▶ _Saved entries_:
<<<<

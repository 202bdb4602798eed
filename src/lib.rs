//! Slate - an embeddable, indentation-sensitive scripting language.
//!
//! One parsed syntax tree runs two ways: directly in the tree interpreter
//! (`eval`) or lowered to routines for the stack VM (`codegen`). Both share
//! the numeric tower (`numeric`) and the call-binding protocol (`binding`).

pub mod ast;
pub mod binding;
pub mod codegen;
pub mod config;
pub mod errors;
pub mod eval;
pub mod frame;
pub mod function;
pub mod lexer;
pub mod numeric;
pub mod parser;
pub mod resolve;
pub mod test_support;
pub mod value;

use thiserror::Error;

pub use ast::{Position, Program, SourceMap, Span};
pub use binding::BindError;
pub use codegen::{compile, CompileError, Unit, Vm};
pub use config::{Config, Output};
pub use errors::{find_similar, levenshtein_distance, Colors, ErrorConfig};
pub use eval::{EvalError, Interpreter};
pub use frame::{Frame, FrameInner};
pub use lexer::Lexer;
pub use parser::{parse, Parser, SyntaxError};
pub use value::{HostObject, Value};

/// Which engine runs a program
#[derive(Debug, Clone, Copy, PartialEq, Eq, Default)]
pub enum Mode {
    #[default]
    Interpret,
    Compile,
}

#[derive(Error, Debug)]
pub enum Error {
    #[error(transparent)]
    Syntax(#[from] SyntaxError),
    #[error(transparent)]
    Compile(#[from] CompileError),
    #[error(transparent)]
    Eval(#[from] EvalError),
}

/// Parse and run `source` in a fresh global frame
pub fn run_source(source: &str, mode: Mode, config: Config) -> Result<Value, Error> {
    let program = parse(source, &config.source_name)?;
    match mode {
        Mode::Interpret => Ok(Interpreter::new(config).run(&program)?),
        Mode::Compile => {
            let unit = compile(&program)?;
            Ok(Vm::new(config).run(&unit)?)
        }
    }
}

>>>>
<<<<

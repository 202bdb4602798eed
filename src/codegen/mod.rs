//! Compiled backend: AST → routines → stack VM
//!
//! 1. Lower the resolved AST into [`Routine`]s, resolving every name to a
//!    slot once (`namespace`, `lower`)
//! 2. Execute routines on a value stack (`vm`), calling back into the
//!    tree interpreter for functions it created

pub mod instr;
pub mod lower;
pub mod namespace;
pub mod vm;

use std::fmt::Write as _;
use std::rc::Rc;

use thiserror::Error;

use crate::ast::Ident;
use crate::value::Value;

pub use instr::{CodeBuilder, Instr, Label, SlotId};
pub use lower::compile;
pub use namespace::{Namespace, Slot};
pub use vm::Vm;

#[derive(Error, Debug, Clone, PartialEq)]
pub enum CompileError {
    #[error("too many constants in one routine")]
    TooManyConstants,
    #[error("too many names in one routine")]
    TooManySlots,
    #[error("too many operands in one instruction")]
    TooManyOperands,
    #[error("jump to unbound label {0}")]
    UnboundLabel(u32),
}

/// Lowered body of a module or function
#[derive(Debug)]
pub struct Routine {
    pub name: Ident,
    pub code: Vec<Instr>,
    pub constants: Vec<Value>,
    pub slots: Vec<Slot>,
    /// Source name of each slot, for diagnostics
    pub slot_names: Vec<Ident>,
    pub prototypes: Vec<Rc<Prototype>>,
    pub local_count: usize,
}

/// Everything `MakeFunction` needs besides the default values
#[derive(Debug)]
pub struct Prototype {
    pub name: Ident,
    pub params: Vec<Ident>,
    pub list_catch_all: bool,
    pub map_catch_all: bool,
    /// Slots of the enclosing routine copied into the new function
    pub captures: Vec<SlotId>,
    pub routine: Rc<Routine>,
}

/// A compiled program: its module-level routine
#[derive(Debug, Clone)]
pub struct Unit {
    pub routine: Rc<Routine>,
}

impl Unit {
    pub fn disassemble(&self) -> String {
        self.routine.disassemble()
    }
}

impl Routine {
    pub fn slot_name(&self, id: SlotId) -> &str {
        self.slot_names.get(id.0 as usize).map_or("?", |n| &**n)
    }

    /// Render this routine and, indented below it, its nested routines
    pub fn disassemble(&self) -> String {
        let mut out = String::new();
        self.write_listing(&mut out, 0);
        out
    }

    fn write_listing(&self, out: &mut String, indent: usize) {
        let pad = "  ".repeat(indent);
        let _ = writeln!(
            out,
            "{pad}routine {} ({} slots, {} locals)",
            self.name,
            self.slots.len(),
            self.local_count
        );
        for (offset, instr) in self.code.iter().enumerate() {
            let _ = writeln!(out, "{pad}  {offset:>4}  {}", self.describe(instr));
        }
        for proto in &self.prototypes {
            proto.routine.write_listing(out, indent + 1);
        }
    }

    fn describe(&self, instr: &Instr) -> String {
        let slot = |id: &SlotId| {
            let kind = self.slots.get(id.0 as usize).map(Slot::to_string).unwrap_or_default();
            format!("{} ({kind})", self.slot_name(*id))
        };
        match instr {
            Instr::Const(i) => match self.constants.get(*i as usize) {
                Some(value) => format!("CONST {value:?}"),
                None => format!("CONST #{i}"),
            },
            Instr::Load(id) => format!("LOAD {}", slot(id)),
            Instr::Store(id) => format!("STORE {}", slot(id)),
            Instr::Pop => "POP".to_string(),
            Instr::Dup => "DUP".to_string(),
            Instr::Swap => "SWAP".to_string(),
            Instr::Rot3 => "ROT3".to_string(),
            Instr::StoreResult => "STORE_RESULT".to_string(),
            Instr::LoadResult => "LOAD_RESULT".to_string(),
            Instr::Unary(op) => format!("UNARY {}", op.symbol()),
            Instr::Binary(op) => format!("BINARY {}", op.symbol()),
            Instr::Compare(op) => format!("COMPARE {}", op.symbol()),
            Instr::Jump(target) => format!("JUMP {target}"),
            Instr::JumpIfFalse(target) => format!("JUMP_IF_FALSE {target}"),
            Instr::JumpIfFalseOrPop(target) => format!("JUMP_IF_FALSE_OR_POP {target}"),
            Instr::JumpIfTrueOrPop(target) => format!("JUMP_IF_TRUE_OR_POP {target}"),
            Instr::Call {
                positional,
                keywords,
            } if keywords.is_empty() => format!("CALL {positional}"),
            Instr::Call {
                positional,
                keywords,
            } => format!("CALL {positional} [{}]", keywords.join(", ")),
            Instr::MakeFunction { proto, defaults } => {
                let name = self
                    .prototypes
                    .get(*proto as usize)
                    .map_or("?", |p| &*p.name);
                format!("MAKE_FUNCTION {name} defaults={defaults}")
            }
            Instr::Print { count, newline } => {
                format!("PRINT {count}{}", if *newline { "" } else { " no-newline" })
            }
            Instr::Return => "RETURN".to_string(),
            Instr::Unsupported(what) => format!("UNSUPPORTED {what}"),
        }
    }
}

>>>>
<<<<

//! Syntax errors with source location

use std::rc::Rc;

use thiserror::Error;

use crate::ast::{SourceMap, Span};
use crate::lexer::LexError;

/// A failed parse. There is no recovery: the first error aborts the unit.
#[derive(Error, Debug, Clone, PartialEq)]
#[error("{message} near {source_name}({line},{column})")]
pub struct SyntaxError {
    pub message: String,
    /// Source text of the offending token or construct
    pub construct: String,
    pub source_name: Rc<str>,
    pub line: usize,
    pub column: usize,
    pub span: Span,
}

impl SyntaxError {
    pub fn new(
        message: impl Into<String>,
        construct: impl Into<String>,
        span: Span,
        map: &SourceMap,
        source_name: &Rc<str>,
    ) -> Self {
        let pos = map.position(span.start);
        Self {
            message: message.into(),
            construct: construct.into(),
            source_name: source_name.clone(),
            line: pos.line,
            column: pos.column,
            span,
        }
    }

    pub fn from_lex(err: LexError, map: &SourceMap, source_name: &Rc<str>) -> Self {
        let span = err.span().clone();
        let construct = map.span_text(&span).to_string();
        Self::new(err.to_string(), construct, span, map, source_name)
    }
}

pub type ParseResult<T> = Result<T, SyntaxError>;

>>>>

▶ _Goal of the exercise_: Of the entries above, transcribe exactly those lines that fall between the line containing "fn write_listing(&self, out: &mut" and the line containing "let kind = self.slots.get(id.0", together with those two lines.

▶ _Written answer_:
    fn write_listing(&self, out: &mut String, indent: usize) {
        let pad = "  ".repeat(indent);
        let _ = writeln!(
            out,
            "{pad}routine {} ({} slots, {} locals)",
            self.name,
            self.slots.len(),
            self.local_count
        );
        for (offset, instr) in self.code.iter().enumerate() {
            let _ = writeln!(out, "{pad}  {offset:>4}  {}", self.describe(instr));
        }
        for proto in &self.prototypes {
            proto.routine.write_listing(out, indent + 1);
        }
    }

    fn describe(&self, instr: &Instr) -> String {
        let slot = |id: &SlotId| {
            let kind = self.slots.get(id.0 as usize).map(Slot::to_string).unwrap_or_default();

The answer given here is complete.